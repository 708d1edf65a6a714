//! Input handler and engine driven together, frame by frame, like the binary.

use crossterm::event::{KeyCode, KeyEvent, KeyEventKind, KeyModifiers};

use blockfall::core::{EngineConfig, GameState, Piece, PieceFactory};
use blockfall::input::{held_input, InputHandler};
use blockfall::types::PieceKind;

const FRAME_MS: u64 = 16;

fn key(code: KeyCode, kind: KeyEventKind) -> KeyEvent {
    KeyEvent::new_with_kind(code, KeyModifiers::NONE, kind)
}

fn game_with_o() -> GameState {
    let mut game = GameState::with_factory(EngineConfig::default(), PieceFactory::seeded(21));
    game.start();
    game.set_active(Piece::spawn(PieceKind::O));
    game
}

/// Deliver each event at its timestamp, then update the handler and tick the
/// engine once per frame until `until_ms`.
fn run(game: &mut GameState, input: &mut InputHandler, events: &[(u64, KeyEvent)], until_ms: u64) {
    let mut pending = events.iter().peekable();
    let mut now = 0;
    while now <= until_ms {
        while let Some(&&(at, event)) = pending.peek() {
            if at > now {
                break;
            }
            if let Some(command) = input.handle_key_event(event, at) {
                game.apply(command);
            }
            pending.next();
        }
        for command in input.update(now) {
            game.apply(command);
        }
        game.tick(now);
        now += FRAME_MS;
    }
}

#[test]
fn test_tap_without_release_events_moves_one_cell() {
    for (code, expected_x) in [(KeyCode::Left, 3), (KeyCode::Right, 5)] {
        let mut game = game_with_o();
        let mut input = InputHandler::new();

        run(&mut game, &mut input, &[(5, key(code, KeyEventKind::Press))], 320);

        assert_eq!(game.active().unwrap().x, expected_x, "{code:?}");
        assert!(!input.is_held(held_input(code).unwrap()));
    }
}

#[test]
fn test_soft_drop_tap_without_release_events_drops_one_row() {
    let mut game = game_with_o();
    let mut input = InputHandler::new();

    run(&mut game, &mut input, &[(5, key(KeyCode::Down, KeyEventKind::Press))], 320);

    assert_eq!(game.active().unwrap().y, 1);
    assert_eq!(game.score(), 1);
}

#[test]
fn test_auto_repeated_presses_keep_sliding() {
    let mut game = game_with_o();
    let mut input = InputHandler::new();

    // Terminal auto-repeat: one press, a pause, then a steady stream.
    let mut events: Vec<(u64, KeyEvent)> = vec![(0, key(KeyCode::Left, KeyEventKind::Press))];
    events.extend((250..=600).step_by(30).map(|t| (t, key(KeyCode::Left, KeyEventKind::Press))));

    run(&mut game, &mut input, &events, 700);

    assert_eq!(game.active().unwrap().x, 0);
}

#[test]
fn test_held_key_with_release_events_repeats_until_released() {
    let mut game = game_with_o();
    let mut input = InputHandler::new().with_key_release_timeout_ms(u32::MAX);

    let events: [(u64, KeyEvent); 2] = [
        (0, key(KeyCode::Left, KeyEventKind::Press)),
        (300, key(KeyCode::Left, KeyEventKind::Release)),
    ];
    run(&mut game, &mut input, &events, 800);

    // First step, then a repeat after the delay, then one more per interval.
    assert_eq!(game.active().unwrap().x, 1);
}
-*-
§ **What is required**: Lines after the one containing "game.start();" are not part of the task. Output the entries exactly from their first line through that one.

§ **Response to this exercise**:
repository 708d1edf65a6a714
//! Input handler and engine driven together, frame by frame, like the binary.

use crossterm::event::{KeyCode, KeyEvent, KeyEventKind, KeyModifiers};

use blockfall::core::{EngineConfig, GameState, Piece, PieceFactory};
use blockfall::input::{held_input, InputHandler};
use blockfall::types::PieceKind;

const FRAME_MS: u64 = 16;

fn key(code: KeyCode, kind: KeyEventKind) -> KeyEvent {
    KeyEvent::new_with_kind(code, KeyModifiers::NONE, kind)
}

fn game_with_o() -> GameState {
    let mut game = GameState::with_factory(EngineConfig::default(), PieceFactory::seeded(21));
    game.start();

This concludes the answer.